Polyethylene glycol-conjugated adenosine phosphorylase: development of alternative enzyme therapy for adenosine deaminase deficiency

Purine nucleoside phosphorylase had previously been engineered to accept 6-amino substituted purine nucleosides by two active site substitutions, Asn243Asp; Lys244Gln. In the present study, recombinant adenosine phosphorylase (AP) has been conjugated to branched polyethylene glycol (PEG) polymers of approximately 42.5 kDa. Matrix-assisted laser desorption/ionization analysis and SDS acrylamide electrophoresis analysis indicated a subunit composition of greater than 205 kDa consistent with the conjugation of as many as four PEG molecules per AP subunit. The PEG-conjugated enzyme retained greater than 90% of the native catalytic activity. Administration of the enzyme to mice demonstrated the PEG–AP to have a 67-fold increased plasma half-life compared to the native enzyme, 65.1±2.9 h versus 57.8±1.1 min, respectively.
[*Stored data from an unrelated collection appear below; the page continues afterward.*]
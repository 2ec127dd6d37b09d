use std::sync::Arc;

use tracing::info;

use crate::analyzer::{self, Analyzer};
use crate::angles;
use crate::config::Config;
use crate::error::{AppealError, Result};
use crate::generator::Generator;
use crate::service::{GenerationParams, GenerationService, RetryPolicy};
use crate::types::{
    AnalysisResult, AppealAngle, AppealDocument, CitationCase, FollowUpAnswer, FollowUpResponse,
    GenerationScope, ResultPackage, RunStatus, SituationFlags, Stage, COMPREHENSIVE_KEY,
};

/// Shared entry point: holds the analyzer and generator and starts runs.
/// Safe to share behind an `Arc` across concurrent requests.
pub struct Orchestrator {
    analyzer: Analyzer,
    generator: Generator,
}

impl Orchestrator {
    pub fn new(
        service: Arc<dyn GenerationService>,
        policy: RetryPolicy,
        params: GenerationParams,
        concurrency: usize,
    ) -> Self {
        Self {
            analyzer: Analyzer::new(Arc::clone(&service), policy.clone(), params.clone()),
            generator: Generator::new(service, policy, params).with_concurrency(concurrency),
        }
    }

    pub fn from_config(service: Arc<dyn GenerationService>, config: &Config) -> Self {
        Self::new(
            service,
            config.retry_policy(),
            config.generation_params(),
            config.concurrency,
        )
    }

    pub fn analyzer(&self) -> &Analyzer {
        &self.analyzer
    }

    pub fn start(&self, case: CitationCase) -> AppealRun<'_> {
        AppealRun {
            orchestrator: self,
            stage: Stage::Gathering,
            case,
            analysis: None,
            angles: Vec::new(),
            answers: Vec::new(),
            documents: Vec::new(),
            warnings: Vec::new(),
        }
    }

    /// Drive one case from analysis to a finished package.
    pub async fn run(
        &self,
        case: CitationCase,
        response: Option<FollowUpResponse>,
        scope: GenerationScope,
    ) -> Result<ResultPackage> {
        let mut run = self.start(case);
        run.analyze().await?;
        if let Some(response) = response {
            run.answer(response)?;
        }
        run.generate(scope).await?;
        run.finish()
    }
}

/// One case moving through `Gathering → Analyzed → FollowedUp → Generated → Done`.
/// A call made in the wrong stage fails with `InvalidStage` and changes nothing.
pub struct AppealRun<'a> {
    orchestrator: &'a Orchestrator,
    stage: Stage,
    case: CitationCase,
    analysis: Option<AnalysisResult>,
    angles: Vec<&'static AppealAngle>,
    answers: Vec<FollowUpAnswer>,
    documents: Vec<AppealDocument>,
    warnings: Vec<String>,
}

impl AppealRun<'_> {
    pub fn stage(&self) -> Stage {
        self.stage
    }

    pub fn case(&self) -> &CitationCase {
        &self.case
    }

    pub fn analysis(&self) -> Option<&AnalysisResult> {
        self.analysis.as_ref()
    }

    /// Angles that generation will pursue.
    pub fn angles(&self) -> &[&'static AppealAngle] {
        &self.angles
    }

    pub fn documents(&self) -> &[AppealDocument] {
        &self.documents
    }

    fn expect_stage(&self, action: &'static str, allowed: &[Stage]) -> Result<()> {
        if allowed.contains(&self.stage) {
            Ok(())
        } else {
            Err(AppealError::InvalidStage {
                action,
                stage: self.stage,
            })
        }
    }

    /// Case facts are only editable before analysis.
    pub fn case_mut(&mut self) -> Result<&mut CitationCase> {
        self.expect_stage("edit case", &[Stage::Gathering])?;
        Ok(&mut self.case)
    }

    /// An invalid case leaves the run in `Gathering` so it can be corrected.
    pub async fn analyze(&mut self) -> Result<&AnalysisResult> {
        self.expect_stage("analyze", &[Stage::Gathering])?;
        let result = self.orchestrator.analyzer.analyze(&self.case).await?;
        if result.is_degraded() {
            self.warnings.push(result.analysis.clone());
        }
        self.angles = result.angles();
        self.stage = Stage::Analyzed;
        Ok(self.analysis.insert(result))
    }

    /// Replace the pursued angles with `keys`, kept in catalog order.
    pub fn select_angles<S: AsRef<str>>(&mut self, keys: &[S]) -> Result<()> {
        self.expect_stage("select angles", &[Stage::Analyzed])?;
        let mut selected = Vec::with_capacity(keys.len());
        for key in keys {
            let key = key.as_ref();
            let angle =
                angles::angle(key).ok_or_else(|| AppealError::UnknownAngle(key.to_string()))?;
            selected.push(angle.key);
        }
        self.angles = angles::all_angles()
            .iter()
            .filter(|a| selected.contains(&a.key))
            .collect();
        info!(citation = %self.case.citation_number, angles = ?selected, "angles selected");
        Ok(())
    }

    /// Record follow-up answers and any newly revealed flags. Angles the new
    /// flags trigger join the pursued set in catalog order; nothing already
    /// chosen is dropped.
    pub fn answer(&mut self, response: FollowUpResponse) -> Result<()> {
        self.expect_stage("answer follow-up", &[Stage::Analyzed])?;

        if let Some(bad) = response
            .flags
            .iter()
            .find(|f| !SituationFlags::NAMES.contains(&f.as_str()))
        {
            return Err(AppealError::UnknownFlag(bad.clone()));
        }
        if let Some(bad) = response
            .answers
            .iter()
            .filter_map(|a| a.angle.as_deref())
            .find(|key| angles::angle(key).is_none())
        {
            return Err(AppealError::UnknownAngle(bad.to_string()));
        }

        let before = angles::match_angles(&self.case);
        for flag in &response.flags {
            self.case.flags.set(flag);
        }
        self.answers.extend(response.answers);

        let added: Vec<&'static AppealAngle> = angles::match_angles(&self.case)
            .into_iter()
            .filter(|a| !before.iter().any(|b| b.key == a.key))
            .filter(|a| !self.angles.iter().any(|have| have.key == a.key))
            .collect();
        if !added.is_empty() {
            info!(
                citation = %self.case.citation_number,
                added = ?added.iter().map(|a| a.key).collect::<Vec<_>>(),
                "follow-up triggered new angles"
            );
            if let Some(analysis) = self.analysis.as_mut() {
                let fresh: Vec<&'static AppealAngle> = added
                    .iter()
                    .copied()
                    .filter(|a| !analysis.angle_keys.iter().any(|k| k == a.key))
                    .collect();
                analysis
                    .angle_keys
                    .extend(fresh.iter().map(|a| a.key.to_string()));
                analysis
                    .strengths
                    .extend(analyzer::strengths(&self.case, &fresh));
                let new_questions: Vec<_> = analyzer::merge_questions(&self.case, &fresh)
                    .into_iter()
                    .filter(|q| {
                        !analysis
                            .questions
                            .iter()
                            .any(|k| k.question.eq_ignore_ascii_case(&q.question))
                    })
                    .collect();
                analysis.questions.extend(new_questions);
                analysis.angle_keys.sort_by_key(|k| angles::catalog_index(k));
                analysis.strengths.sort_by_key(|s| angles::catalog_index(&s.angle));
                analysis.questions.sort_by_key(|q| angles::catalog_index(&q.angle));
            }
            self.angles.extend(added);
            self.angles.sort_by_key(|a| angles::catalog_index(a.key));
        }

        self.stage = Stage::FollowedUp;
        Ok(())
    }

    /// Runs generation exactly once.
    pub async fn generate(&mut self, scope: GenerationScope) -> Result<&[AppealDocument]> {
        self.expect_stage("generate", &[Stage::Analyzed, Stage::FollowedUp])?;
        let Some(analysis) = self.analysis.as_ref() else {
            return Err(AppealError::InvalidStage {
                action: "generate",
                stage: self.stage,
            });
        };

        let documents = self
            .orchestrator
            .generator
            .generate(&self.case, &self.angles, &analysis.jurisdiction, &self.answers, scope)
            .await;

        for doc in documents.iter().filter(|d| !d.is_generated()) {
            let what = if doc.key == COMPREHENSIVE_KEY {
                "comprehensive appeal".to_string()
            } else {
                format!("{} appeal", doc.name)
            };
            self.warnings.push(format!(
                "{what} could not be generated: {}",
                doc.error.as_deref().unwrap_or("unknown error")
            ));
        }

        self.documents = documents;
        self.stage = Stage::Generated;
        Ok(&self.documents)
    }

    /// Hand out the package and close the run.
    pub fn finish(&mut self) -> Result<ResultPackage> {
        self.expect_stage("finish", &[Stage::Generated])?;
        let Some(analysis) = self.analysis.take() else {
            return Err(AppealError::InvalidStage {
                action: "finish",
                stage: self.stage,
            });
        };

        let status = if self.warnings.is_empty() {
            RunStatus::Complete
        } else {
            RunStatus::Degraded
        };
        let package = ResultPackage {
            citation_number: self.case.citation_number.clone(),
            status,
            analysis,
            documents: std::mem::take(&mut self.documents),
            angles_used: self.angles.iter().map(|a| a.name.to_string()).collect(),
            warnings: std::mem::take(&mut self.warnings),
        };
        info!(
            citation = %package.citation_number,
            status = ?package.status,
            documents = package.documents.len(),
            "appeal run finished"
        );
        self.stage = Stage::Done;
        Ok(package)
    }
}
PEG–AP was principally confined to the plasma with minimal activity detected in tissues and of these spleen had the greatest activity and essentially no activity was found in urine. PEG–AP has retained activity with inosine and its injection into PNP-deficient mice resulted in a 2.7-fold increase in urine urate. AP was also shown to protect human CEM cells in culture from the toxic effects of 2′-deoxyadenosine. These studies provide evidence for consideration of PEG–AP as an alternative enzyme therapy for the inherited deficiency of adenosine deaminase.